Arundhati Bhattacharya was today appointed chairperson of State Bank of India (SBI), the first woman to head the country's largest lender in its 207-year history.
The 57-year-old Bhattacharya, the front-runner for the post on account of years of service left, was managing director and chief financial officer of the bank prior to her elevation.
An SBI statement this evening said Bhattacharya assumed charge as the chairperson of the bank today, succeeding Pratip Chaudhuri who retired on September 30.
SBI, which has a chairman/chairperson unlike other Public Sector Banks (PSBs) who have a combined post of CMD, has four MDs. Bhattacharya's elevation leaves one MD post vacant.
It also has over a dozen Deputy MDs and over 35 Chief General Managers (CGMs).
Bhattacharya joined SBI as a probationary officer in 1977 and has had stints in areas such as retail, treasury and corporate finance during her 36-year career.
She has held various positions including Deputy Managing Director and Corporate Development Officer, Chief General Manager of the Bangalore circle and new businesses and head of its merchant banking arm, SBI Caps, the statement said.

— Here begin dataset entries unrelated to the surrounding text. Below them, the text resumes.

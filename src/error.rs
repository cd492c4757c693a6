//! Error types used by the execution environment and its collaborators.
//!
//! This module defines three error enums:
//!
//! - [`EnvError`] — usage errors raised by the environment itself (illegal state,
//!   unknown application id, identity or component resolution failures). These are
//!   always surfaced synchronously to the caller.
//! - [`EngineError`] — failures reported by an engine collaborator (build, start,
//!   stop). During bulk operations these are logged per application and never fail
//!   the bulk call.
//! - [`InterceptorError`] — failures raised by a lifecycle interceptor hook. These
//!   are contained at the chain boundary and never escape to the original caller.
//!
//! [`EnvError`] and [`EngineError`] provide `as_label` helpers for logs/metrics.

use thiserror::Error;

use crate::engine::ApplicationId;
use crate::env::EnvState;

/// # Usage errors raised by the execution environment.
///
/// Every variant represents a caller mistake or a resolution failure that must
/// stop the offending operation. None of these are retried by the environment.
#[non_exhaustive]
#[derive(Error, Debug)]
pub enum EnvError {
    /// A structural mutation or lifecycle call was made in the wrong environment state.
    #[error("operation '{operation}' is illegal while the environment is {state}")]
    IllegalState {
        /// Name of the rejected operation.
        operation: &'static str,
        /// Environment state at the time of the call.
        state: EnvState,
    },

    /// `start()` was called on an environment that is already started.
    #[error("environment '{name}' is already started")]
    AlreadyStarted {
        /// Environment name.
        name: String,
    },

    /// The given id does not map to any registered application.
    #[error("no application registered for id '{id}'")]
    UnknownApplication {
        /// The offending id.
        id: ApplicationId,
    },

    /// The identity builder could not produce an application id.
    #[error("failed to build application id: {reason}")]
    IdBuild {
        /// Why the id could not be built.
        reason: String,
    },

    /// The identity builder produced an id that is already registered.
    #[error("application id '{id}' is already registered")]
    IdCollision {
        /// The colliding id.
        id: ApplicationId,
    },

    /// No component descriptor matched the given qualifier.
    #[error("no component found for selector '{selector}'")]
    NoSuchComponent {
        /// Textual form of the qualifier that matched nothing.
        selector: String,
    },

    /// More than one component descriptor matched a single-component lookup.
    #[error("expected a single component for selector '{selector}', found {count}")]
    NoUniqueComponent {
        /// Textual form of the ambiguous qualifier.
        selector: String,
        /// Number of matching candidates.
        count: usize,
    },

    /// A registered component factory failed to produce an instance.
    #[error("could not instantiate component '{component}': {reason}")]
    Instantiation {
        /// Name of the offending component.
        component: String,
        /// Failure reported by the factory.
        reason: String,
    },
}

impl EnvError {
    /// Returns a short stable label (snake_case) for use in logs/metrics.
    pub fn as_label(&self) -> &'static str {
        match self {
            EnvError::IllegalState { .. } => "env_illegal_state",
            EnvError::AlreadyStarted { .. } => "env_already_started",
            EnvError::UnknownApplication { .. } => "env_unknown_application",
            EnvError::IdBuild { .. } => "env_id_build_failed",
            EnvError::IdCollision { .. } => "env_id_collision",
            EnvError::NoSuchComponent { .. } => "component_not_found",
            EnvError::NoUniqueComponent { .. } => "component_not_unique",
            EnvError::Instantiation { .. } => "component_instantiation_failed",
        }
    }

    /// Returns a human-readable message with details about the error.
    pub fn as_message(&self) -> String {
        self.to_string()
    }
}

/// # Failures reported by an engine collaborator.
///
/// Produced by [`EngineFactory`](crate::engine::EngineFactory) and
/// [`Engine`](crate::engine::Engine) implementations. The environment logs these
/// per application; a failing engine never aborts a bulk start/stop sequence.
#[non_exhaustive]
#[derive(Error, Debug)]
pub enum EngineError {
    /// The factory could not assemble an engine for the given topology.
    #[error("failed to build engine: {reason}")]
    Build {
        /// Failure reported by the factory.
        reason: String,
    },

    /// The engine failed to start.
    #[error("engine failed to start: {reason}")]
    Start {
        /// Failure reported by the engine.
        reason: String,
    },

    /// The engine failed to shut down cleanly.
    #[error("engine failed to stop: {reason}")]
    Stop {
        /// Failure reported by the engine.
        reason: String,
    },
}

impl EngineError {
    /// Returns a short stable label (snake_case) for use in logs/metrics.
    pub fn as_label(&self) -> &'static str {
        match self {
            EngineError::Build { .. } => "engine_build_failed",
            EngineError::Start { .. } => "engine_start_failed",
            EngineError::Stop { .. } => "engine_stop_failed",
        }
    }
}

/// # Failure raised by a lifecycle interceptor hook.
///
/// Returned from `on_start` / `on_stop`. The chain executor logs the failure with
/// the interceptor's name and proceeds as if the interceptor had delegated.
#[non_exhaustive]
#[derive(Error, Debug)]
pub enum InterceptorError {
    /// The hook failed; the chain continues past it.
    #[error("{reason}")]
    Failed {
        /// Failure reported by the hook.
        reason: String,
    },
}

impl InterceptorError {
    /// Creates a hook failure from any displayable reason.
    pub fn new(reason: impl Into<String>) -> Self {
        InterceptorError::Failed {
            reason: reason.into(),
        }
    }
}
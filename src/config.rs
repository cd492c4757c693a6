//! # Shared configuration for the environment and its applications.
//!
//! [`Conf`] is an ordered key/value map used for the environment configuration,
//! per-application overrides, and fallback layers. Values are [`serde_json::Value`]
//! so a configuration can be loaded from, or serialized to, any serde format.
//!
//! Layering is explicit: [`Conf::with_fallback`] fills in keys missing from `self`,
//! never overriding them. The environment builds an application's effective
//! configuration as:
//!
//! ```text
//! app overrides  >  environment conf  >  storage defaults  >  fallback conf
//! ```
//!
//! [`StorageConfig`] carries RocksDB-flavoured settings for topology persistent
//! stores and flattens into `rocksdb.*` keys applied as per-application defaults.

use std::collections::BTreeMap;

use serde::{Deserialize, Serialize};
use serde_json::Value;

/// Ordered, layerable key/value configuration.
#[derive(Clone, Debug, Default, PartialEq, Serialize, Deserialize)]
#[serde(transparent)]
pub struct Conf {
    entries: BTreeMap<String, Value>,
}

impl Conf {
    /// Creates an empty configuration.
    pub fn new() -> Self {
        Self::default()
    }

    /// Returns a copy of this configuration with `key` set to `value`.
    pub fn with(mut self, key: impl Into<String>, value: impl Into<Value>) -> Self {
        self.entries.insert(key.into(), value.into());
        self
    }

    /// Sets `key` to `value` in place.
    pub fn set(&mut self, key: impl Into<String>, value: impl Into<Value>) {
        self.entries.insert(key.into(), value.into());
    }

    /// Returns the raw value for `key`, if present.
    pub fn get(&self, key: &str) -> Option<&Value> {
        self.entries.get(key)
    }

    /// Returns the string value for `key`, if present and a string.
    pub fn get_str(&self, key: &str) -> Option<&str> {
        self.entries.get(key).and_then(Value::as_str)
    }

    /// Returns the boolean value for `key`, if present and a boolean.
    pub fn get_bool(&self, key: &str) -> Option<bool> {
        self.entries.get(key).and_then(Value::as_bool)
    }

    /// Returns the unsigned integer value for `key`, if present and numeric.
    pub fn get_u64(&self, key: &str) -> Option<u64> {
        self.entries.get(key).and_then(Value::as_u64)
    }

    /// Returns the float value for `key`, if present and numeric.
    pub fn get_f64(&self, key: &str) -> Option<f64> {
        self.entries.get(key).and_then(Value::as_f64)
    }

    /// True if `key` is present.
    pub fn has(&self, key: &str) -> bool {
        self.entries.contains_key(key)
    }

    /// Returns a new configuration where keys missing from `self` are taken
    /// from `fallback`. Keys present in `self` always win.
    pub fn with_fallback(&self, fallback: &Conf) -> Conf {
        let mut merged = fallback.entries.clone();
        merged.extend(self.entries.clone());
        Conf { entries: merged }
    }

    /// Iterates over keys in sorted order.
    pub fn keys(&self) -> impl Iterator<Item = &str> {
        self.entries.keys().map(String::as_str)
    }

    /// Number of entries.
    pub fn len(&self) -> usize {
        self.entries.len()
    }

    /// True if there are no entries.
    pub fn is_empty(&self) -> bool {
        self.entries.is_empty()
    }
}

impl FromIterator<(String, Value)> for Conf {
    fn from_iter<I: IntoIterator<Item = (String, Value)>>(iter: I) -> Self {
        Conf {
            entries: iter.into_iter().collect(),
        }
    }
}

/// RocksDB-like settings applied as defaults to every application's
/// persistent stores.
///
/// Only the settings actually set are flattened into configuration keys, so an
/// application override for any individual `rocksdb.*` key still wins.
#[derive(Clone, Debug, Default, PartialEq, Serialize, Deserialize)]
pub struct StorageConfig {
    /// Size of a single memtable, in bytes (`rocksdb.write.buffer.size`).
    pub write_buffer_size: Option<u64>,
    /// Maximum number of memtables (`rocksdb.max.write.buffer.number`).
    pub max_write_buffer_number: Option<u32>,
    /// Shared block cache size, in bytes (`rocksdb.block.cache.size`).
    pub block_cache_size: Option<u64>,
    /// Whether statistics collection is enabled (`rocksdb.stats.enable`).
    pub stats_enable: Option<bool>,
    /// Directory for RocksDB info logs (`rocksdb.log.dir`).
    pub log_dir: Option<String>,
}

impl StorageConfig {
    /// Creates an empty storage configuration.
    pub fn new() -> Self {
        Self::default()
    }

    /// Sets the memtable size.
    pub fn with_write_buffer_size(mut self, bytes: u64) -> Self {
        self.write_buffer_size = Some(bytes);
        self
    }

    /// Sets the maximum number of memtables.
    pub fn with_max_write_buffer_number(mut self, count: u32) -> Self {
        self.max_write_buffer_number = Some(count);
        self
    }

    /// Sets the shared block cache size.
    pub fn with_block_cache_size(mut self, bytes: u64) -> Self {
        self.block_cache_size = Some(bytes);
        self
    }

    /// Enables or disables statistics collection.
    pub fn with_stats(mut self, enable: bool) -> Self {
        self.stats_enable = Some(enable);
        self
    }

    /// Sets the info-log directory.
    pub fn with_log_dir(mut self, dir: impl Into<String>) -> Self {
        self.log_dir = Some(dir.into());
        self
    }

    /// Flattens the settings into `rocksdb.*` configuration keys.
    pub fn as_conf(&self) -> Conf {
        let mut conf = Conf::new();
        if let Some(v) = self.write_buffer_size {
            conf.set("rocksdb.write.buffer.size", v);
        }
        if let Some(v) = self.max_write_buffer_number {
            conf.set("rocksdb.max.write.buffer.number", v);
        }
        if let Some(v) = self.block_cache_size {
            conf.set("rocksdb.block.cache.size", v);
        }
        if let Some(v) = self.stats_enable {
            conf.set("rocksdb.stats.enable", v);
        }
        if let Some(v) = &self.log_dir {
            conf.set("rocksdb.log.dir", v.clone());
        }
        conf
    }
}

#[cfg(test)]
mod tests {
    use super::*;

    #[test]
    fn test_with_fallback_self_wins() {
        let conf = Conf::new()
            .with("bootstrap.servers", "localhost:9092")
            .with("num.threads", 4);
        let fallback = Conf::new()
            .with("num.threads", 1)
            .with("state.dir", "/tmp/state");

        let merged = conf.with_fallback(&fallback);
        assert_eq!(merged.get_u64("num.threads"), Some(4));
        assert_eq!(merged.get_str("state.dir"), Some("/tmp/state"));
        assert_eq!(merged.get_str("bootstrap.servers"), Some("localhost:9092"));
    }

    #[test]
    fn test_fallback_chain_precedence() {
        let app = Conf::new().with("k", "app");
        let env = Conf::new().with("k", "env").with("only.env", true);
        let merged = app.with_fallback(&env);
        assert_eq!(merged.get_str("k"), Some("app"));
        assert_eq!(merged.get_bool("only.env"), Some(true));
    }

    #[test]
    fn test_storage_config_flattens_only_set_fields() {
        let storage = StorageConfig::new()
            .with_write_buffer_size(64 * 1024 * 1024)
            .with_stats(true);
        let conf = storage.as_conf();

        assert_eq!(conf.get_u64("rocksdb.write.buffer.size"), Some(64 * 1024 * 1024));
        assert_eq!(conf.get_bool("rocksdb.stats.enable"), Some(true));
        assert!(!conf.has("rocksdb.block.cache.size"));
        assert!(!conf.has("rocksdb.log.dir"));
    }

    #[test]
    fn test_typed_accessors() {
        let conf = Conf::new().with("a", "text").with("b", 7).with("c", true);
        assert_eq!(conf.get_str("a"), Some("text"));
        assert_eq!(conf.get_u64("b"), Some(7));
        assert_eq!(conf.get_bool("c"), Some(true));
        assert_eq!(conf.get_str("b"), None);
        assert!(conf.get("missing").is_none());
    }
}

Bhattacharya also played an important role in setting up general insurance, custody services and SBI Macquarie Infrastructure Fund subsidiaries, the statement added.

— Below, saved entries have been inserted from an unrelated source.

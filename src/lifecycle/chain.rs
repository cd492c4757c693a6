//! # Re-entrant chain executor.
//!
//! [`LifecycleChain`] drives an ordered, possibly-empty sequence of interceptors
//! and guarantees the terminal action runs exactly once after the last
//! interceptor (or immediately when the sequence is empty).
//!
//! ## Contract
//! - The chain feeds interceptors one at a time to a caller-supplied
//!   [`ChainCallback`]; the callback decides which hook to invoke.
//! - Each interceptor receives the chain handle and chooses when (or whether) to
//!   call [`LifecycleChain::execute`] again. Not delegating halts the rest of the
//!   chain and the terminal action.
//! - A failing interceptor (error return or panic) is logged with its name and
//!   behaves as if it had delegated: the executor immediately proceeds to the
//!   next interceptor or the terminal action.
//! - No result is returned; completion is observable only through the terminal
//!   action's side effects.

use std::any::Any;
use std::panic::AssertUnwindSafe;
use std::sync::Arc;

use futures::future::BoxFuture;
use futures::FutureExt;
use tracing::error;

use crate::error::InterceptorError;
use crate::events::{Bus, Event, EventKind};
use crate::lifecycle::interceptor::LifecycleInterceptor;

/// Invokes one interceptor hook, handing it the re-entrant chain handle.
pub type ChainCallback = Arc<
    dyn for<'a> Fn(
            &'a dyn LifecycleInterceptor,
            &'a mut LifecycleChain,
        ) -> BoxFuture<'a, Result<(), InterceptorError>>
        + Send
        + Sync,
>;

/// Action executed once the interceptor sequence is exhausted.
pub type TerminalAction = Box<dyn FnOnce() -> BoxFuture<'static, ()> + Send>;

/// Coerces a closure into a [`ChainCallback`].
pub fn chain_callback<F>(f: F) -> ChainCallback
where
    F: for<'a> Fn(
            &'a dyn LifecycleInterceptor,
            &'a mut LifecycleChain,
        ) -> BoxFuture<'a, Result<(), InterceptorError>>
        + Send
        + Sync
        + 'static,
{
    Arc::new(f)
}

/// Forward-only cursor over an interceptor sequence plus the callback and
/// terminal action for one start/stop transition.
///
/// A fresh chain is constructed for every transition; it is never reused.
pub struct LifecycleChain {
    interceptors: std::vec::IntoIter<Box<dyn LifecycleInterceptor>>,
    callback: ChainCallback,
    terminal: Option<TerminalAction>,
    bus: Option<Bus>,
    application: Option<Arc<str>>,
}

impl LifecycleChain {
    /// Creates a chain over `interceptors`, in order.
    pub fn new(
        interceptors: Vec<Box<dyn LifecycleInterceptor>>,
        callback: ChainCallback,
        terminal: TerminalAction,
    ) -> Self {
        Self {
            interceptors: interceptors.into_iter(),
            callback,
            terminal: Some(terminal),
            bus: None,
            application: None,
        }
    }

    /// Publishes an [`EventKind::InterceptorFailed`] event for every skipped
    /// interceptor, attributed to `application`.
    pub fn with_bus(mut self, bus: Bus, application: impl Into<Arc<str>>) -> Self {
        self.bus = Some(bus);
        self.application = Some(application.into());
        self
    }

    /// Advances the chain by one interceptor, or runs the terminal action when
    /// no interceptor remains.
    ///
    /// Re-entrant: interceptors call this through the handle they are given.
    /// The terminal action is consumed on first use, so it runs at most once no
    /// matter how interceptors combine delegation and failure.
    pub fn execute(&mut self) -> BoxFuture<'_, ()> {
        Box::pin(async move {
            let Some(interceptor) = self.interceptors.next() else {
                if let Some(terminal) = self.terminal.take() {
                    terminal().await;
                }
                return;
            };

            let callback = Arc::clone(&self.callback);
            let outcome = AssertUnwindSafe(callback(interceptor.as_ref(), &mut *self))
                .catch_unwind()
                .await;

            match outcome {
                // The interceptor ran to completion; whether the rest of the
                // chain executed was its own decision.
                Ok(Ok(())) => {}
                Ok(Err(err)) => {
                    self.skip(interceptor.name(), err.to_string()).await;
                }
                Err(panic) => {
                    self.skip(interceptor.name(), panic_message(panic)).await;
                }
            }
        })
    }

    /// Logs a failed interceptor and proceeds as if it had delegated.
    async fn skip(&mut self, name: &str, reason: String) {
        error!(interceptor = name, %reason, "lifecycle interceptor failed, continuing chain");
        if let (Some(bus), Some(application)) = (&self.bus, &self.application) {
            bus.publish(
                Event::new(EventKind::InterceptorFailed)
                    .with_application(Arc::clone(application))
                    .with_interceptor(name.to_owned())
                    .with_reason(reason),
            );
        }
        self.execute().await;
    }
}

fn panic_message(panic: Box<dyn Any + Send>) -> String {
    if let Some(s) = panic.downcast_ref::<&str>() {
        (*s).to_owned()
    } else if let Some(s) = panic.downcast_ref::<String>() {
        s.clone()
    } else {
        "unknown panic".to_owned()
    }
}

#[cfg(test)]
mod tests {
    use std::sync::atomic::{AtomicUsize, Ordering};
    use std::sync::Mutex;

    use async_trait::async_trait;

    use super::*;
    use crate::config::Conf;
    use crate::engine::{ApplicationId, EngineState};
    use crate::lifecycle::{LifecycleContext, Phase};

    enum Behavior {
        Delegate,
        Fail,
        DelegateThenFail,
        Halt,
        Panic,
    }

    struct Recording {
        label: &'static str,
        behavior: Behavior,
        log: Arc<Mutex<Vec<&'static str>>>,
    }

    #[async_trait]
    impl LifecycleInterceptor for Recording {
        fn name(&self) -> &str {
            self.label
        }

        async fn on_start(
            &self,
            _ctx: Arc<LifecycleContext>,
            chain: &mut LifecycleChain,
        ) -> Result<(), InterceptorError> {
            self.log.lock().unwrap().push(self.label);
            match self.behavior {
                Behavior::Delegate => {
                    chain.execute().await;
                    Ok(())
                }
                Behavior::Fail => Err(InterceptorError::new("boom")),
                Behavior::DelegateThenFail => {
                    chain.execute().await;
                    Err(InterceptorError::new("late boom"))
                }
                Behavior::Halt => Ok(()),
                Behavior::Panic => panic!("interceptor panicked"),
            }
        }
    }

    fn recording(
        label: &'static str,
        behavior: Behavior,
        log: &Arc<Mutex<Vec<&'static str>>>,
    ) -> Box<dyn LifecycleInterceptor> {
        Box::new(Recording {
            label,
            behavior,
            log: Arc::clone(log),
        })
    }

    fn start_chain(
        interceptors: Vec<Box<dyn LifecycleInterceptor>>,
        terminal_runs: &Arc<AtomicUsize>,
    ) -> LifecycleChain {
        let ctx = Arc::new(LifecycleContext::new(
            ApplicationId::from("test-app"),
            "test-env",
            Conf::new(),
            Phase::Start,
            EngineState::Created,
        ));
        let callback = chain_callback(move |i, chain| i.on_start(Arc::clone(&ctx), chain));
        let runs = Arc::clone(terminal_runs);
        let terminal: TerminalAction = Box::new(move || {
            Box::pin(async move {
                runs.fetch_add(1, Ordering::SeqCst);
            })
        });
        LifecycleChain::new(interceptors, callback, terminal)
    }

    #[tokio::test]
    async fn test_empty_chain_runs_terminal_once() {
        let runs = Arc::new(AtomicUsize::new(0));
        let mut chain = start_chain(Vec::new(), &runs);
        chain.execute().await;
        assert_eq!(runs.load(Ordering::SeqCst), 1);
    }

    #[tokio::test]
    async fn test_all_delegating_visit_in_order() {
        let runs = Arc::new(AtomicUsize::new(0));
        let log = Arc::new(Mutex::new(Vec::new()));
        let mut chain = start_chain(
            vec![
                recording("a", Behavior::Delegate, &log),
                recording("b", Behavior::Delegate, &log),
                recording("c", Behavior::Delegate, &log),
            ],
            &runs,
        );
        chain.execute().await;

        assert_eq!(*log.lock().unwrap(), vec!["a", "b", "c"]);
        assert_eq!(runs.load(Ordering::SeqCst), 1);
    }

    #[tokio::test]
    async fn test_failing_interceptor_is_skipped() {
        let runs = Arc::new(AtomicUsize::new(0));
        let log = Arc::new(Mutex::new(Vec::new()));
        let mut chain = start_chain(
            vec![
                recording("a", Behavior::Delegate, &log),
                recording("b", Behavior::Fail, &log),
                recording("c", Behavior::Delegate, &log),
            ],
            &runs,
        );
        chain.execute().await;

        // Interceptors after the failing one are still visited, in order.
        assert_eq!(*log.lock().unwrap(), vec!["a", "b", "c"]);
        assert_eq!(runs.load(Ordering::SeqCst), 1);
    }

    #[tokio::test]
    async fn test_panicking_interceptor_is_skipped() {
        let runs = Arc::new(AtomicUsize::new(0));
        let log = Arc::new(Mutex::new(Vec::new()));
        let mut chain = start_chain(
            vec![
                recording("a", Behavior::Panic, &log),
                recording("b", Behavior::Delegate, &log),
            ],
            &runs,
        );
        chain.execute().await;

        assert_eq!(*log.lock().unwrap(), vec!["a", "b"]);
        assert_eq!(runs.load(Ordering::SeqCst), 1);
    }

    #[tokio::test]
    async fn test_all_failing_still_run_terminal_once() {
        let runs = Arc::new(AtomicUsize::new(0));
        let log = Arc::new(Mutex::new(Vec::new()));
        let mut chain = start_chain(
            vec![
                recording("a", Behavior::Fail, &log),
                recording("b", Behavior::Panic, &log),
                recording("c", Behavior::Fail, &log),
            ],
            &runs,
        );
        chain.execute().await;

        assert_eq!(*log.lock().unwrap(), vec!["a", "b", "c"]);
        assert_eq!(runs.load(Ordering::SeqCst), 1);
    }

    #[tokio::test]
    async fn test_non_delegating_interceptor_halts_chain() {
        let runs = Arc::new(AtomicUsize::new(0));
        let log = Arc::new(Mutex::new(Vec::new()));
        let mut chain = start_chain(
            vec![
                recording("a", Behavior::Delegate, &log),
                recording("b", Behavior::Halt, &log),
                recording("c", Behavior::Delegate, &log),
            ],
            &runs,
        );
        chain.execute().await;

        // Nothing after the halting interceptor runs, terminal included.
        assert_eq!(*log.lock().unwrap(), vec!["a", "b"]);
        assert_eq!(runs.load(Ordering::SeqCst), 0);
    }

    #[tokio::test]
    async fn test_delegate_then_fail_runs_terminal_exactly_once() {
        let runs = Arc::new(AtomicUsize::new(0));
        let log = Arc::new(Mutex::new(Vec::new()));
        let mut chain = start_chain(
            vec![
                recording("a", Behavior::DelegateThenFail, &log),
                recording("b", Behavior::Delegate, &log),
            ],
            &runs,
        );
        chain.execute().await;

        // "a" delegated (running "b" and the terminal), then failed; the
        // failure path re-enters an exhausted chain and must not re-run the
        // terminal action.
        assert_eq!(*log.lock().unwrap(), vec!["a", "b"]);
        assert_eq!(runs.load(Ordering::SeqCst), 1);
    }

    #[tokio::test]
    async fn test_failed_interceptor_publishes_event() {
        let bus = Bus::new(8);
        let mut rx = bus.subscribe();
        let runs = Arc::new(AtomicUsize::new(0));
        let log = Arc::new(Mutex::new(Vec::new()));

        let mut chain = start_chain(vec![recording("bad", Behavior::Fail, &log)], &runs)
            .with_bus(bus, "app-1");
        chain.execute().await;

        let ev = rx.recv().await.unwrap();
        assert_eq!(ev.kind, EventKind::InterceptorFailed);
        assert_eq!(ev.interceptor.as_deref(), Some("bad"));
        assert_eq!(ev.application.as_deref(), Some("app-1"));
    }
}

She also had a stint at the bank's New York office as the head of external audit and correspondent relations, SBI said.
Her appointment comes at a time when the government is all set to open the country's first bank dedicated for women, Bhartiya Mahila Bank.

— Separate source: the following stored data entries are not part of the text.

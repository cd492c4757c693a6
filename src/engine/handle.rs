//! # Engine handle and factory contracts.
//!
//! An [`Engine`] wraps one running instance of the underlying stream-processing
//! runtime. The environment only depends on its lifecycle contract: start, stop
//! with optional state cleanup, and state-change notifications via a
//! [`tokio::sync::watch`] channel.
//!
//! The environment calls [`EngineFactory::make`] exclusively from the terminal
//! action of an interceptor chain, with the application's effective configuration
//! already merged.

use std::fmt;
use std::sync::Arc;

use async_trait::async_trait;
use tokio::sync::watch;

use crate::config::Conf;
use crate::engine::TopologyProvider;
use crate::error::EngineError;

/// Coarse lifecycle state reported by an engine.
#[derive(Clone, Copy, Debug, PartialEq, Eq)]
pub enum EngineState {
    /// Built but not started.
    Created,
    /// Processing threads are running.
    Running,
    /// Fully quiesced.
    Stopped,
}

impl fmt::Display for EngineState {
    fn fmt(&self, f: &mut fmt::Formatter<'_>) -> fmt::Result {
        let s = match self {
            EngineState::Created => "created",
            EngineState::Running => "running",
            EngineState::Stopped => "stopped",
        };
        f.write_str(s)
    }
}

/// Handle to one startable/stoppable engine instance.
///
/// Implementations may run arbitrary worker threads internally; the environment
/// never inspects execution semantics, only this lifecycle surface.
#[async_trait]
pub trait Engine: Send + Sync + 'static {
    /// Starts the engine.
    async fn start(&self) -> Result<(), EngineError>;

    /// Stops the engine, optionally cleaning up local state.
    ///
    /// Returns `true` if the engine fully quiesced before returning. The
    /// environment additionally bounds this call with the caller-supplied
    /// timeout, so implementations need not enforce one themselves.
    async fn stop(&self, clean_up: bool) -> Result<bool, EngineError>;

    /// Current engine state.
    fn state(&self) -> EngineState;

    /// Subscribes to state transitions.
    ///
    /// The environment forwards transitions onto its event bus for as long as
    /// the engine is alive.
    fn watch_state(&self) -> watch::Receiver<EngineState>;
}

/// Assembles engines from a merged configuration and a topology definition.
///
/// Real factories typically downcast the provider (via
/// [`TopologyProvider::as_any`]) to their own topology representation.
pub trait EngineFactory: Send + Sync + 'static {
    /// Builds a new engine for `provider` under `conf`.
    fn make(
        &self,
        conf: &Conf,
        provider: &dyn TopologyProvider,
    ) -> Result<Arc<dyn Engine>, EngineError>;
}
impl SadpDevice {
    pub fn empty() -> Self {
        Self {
            ipv4: [0; IPV4_ADDRESS_LEN],
            port: 0,
            serial_number: [0; SERIALNO_LEN],
            device_type: [0; NAME_LEN],
            device_name: [0; NAME_LEN],
            activated: 0,
            reserved: [0; 29],
        }
    }

    /// Decode, `None` when the address is missing or unparsable
    pub fn decode(&self) -> Option<SearchedDevice> {
        let ip = decode_cstr(&self.ipv4).parse().ok()?;
        let opt = |s: String| (!s.is_empty()).then_some(s);
        Some(SearchedDevice {
            ip,
            port: self.port,
            serial_number: opt(decode_cstr(&self.serial_number)),
            model: opt(decode_cstr(&self.device_type)),
            name: opt(decode_cstr(&self.device_name)),
        })
    }
}

/// Output buffer for a device search
#[repr(C)]
#[derive(Clone, Copy)]
pub struct SadpDeviceList {
    pub size: u32,
    pub count: u32,
    pub devices: [SadpDevice; MAX_SEARCHED_DEVICES],
}

impl SadpDeviceList {
    pub fn empty() -> Box<Self> {
        Box::new(Self {
            size: mem::size_of::<Self>() as u32,
            count: 0,
            devices: [SadpDevice::empty(); MAX_SEARCHED_DEVICES],
        })
    }

    /// Decoded entries, clamped to the buffer capacity
    pub fn decode(&self) -> Vec<SearchedDevice> {
        let count = (self.count as usize).min(MAX_SEARCHED_DEVICES);
        self.devices[..count]
            .iter()
            .filter_map(SadpDevice::decode)
            .collect()
    }
}

/// A device decoded from a search result
#[derive(Debug, Clone, PartialEq, Eq)]
pub struct SearchedDevice {
    pub ip: IpAddr,
    pub port: u16,
    pub serial_number: Option<String>,
    pub model: Option<String>,
    pub name: Option<String>,
}

// =============================================================================
// Init config
// =============================================================================

/// Component directory handed to the library before init (`NET_DVR_LOCAL_SDK_PATH`)
#[repr(C)]
#[derive(Clone, Copy)]
pub struct LocalSdkPath {
    pub path: [u8; SDK_PATH_LEN],
    pub reserved: [u8; 128],
}

impl LocalSdkPath {
    pub fn new(dir: &str) -> Result<Self, FieldTooLong> {
        let mut value = Self {
            path: [0; SDK_PATH_LEN],
            reserved: [0; 128],
        };
        encode_cstr(&mut value.path, dir, "sdk path")?;
        Ok(value)
    }

    pub fn dir(&self) -> String {
        decode_cstr(&self.path)
    }
}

Bhattacharya joins other women heading public sector banks -- Allahabad Bank (Shubhalakshmi Panse) and Bank of India (VR Iyer) and private sector banks -- Chanda Kochhar of ICICI Bank, Shikha Sharma of Axis Bank and Naina Lal Kidwai of HSBC India.
SBI and its five subsidiaries today control over one-fifth of the nation's banking assets and is the 66th largest bank in the world.
SBI traces its roots to the British era when the English set up Bank of Calcutta in 1806, to be followed by Bank of Bombay in 1840 and Bank of Madras in 1843.
In 1921, the British merged all these three banks to form the Imperial Bank of India, based in Calcutta and in 1955, the Nehru government nationalised the Imperial Bank and renamed it as the State Bank of India through an Act of Parliament.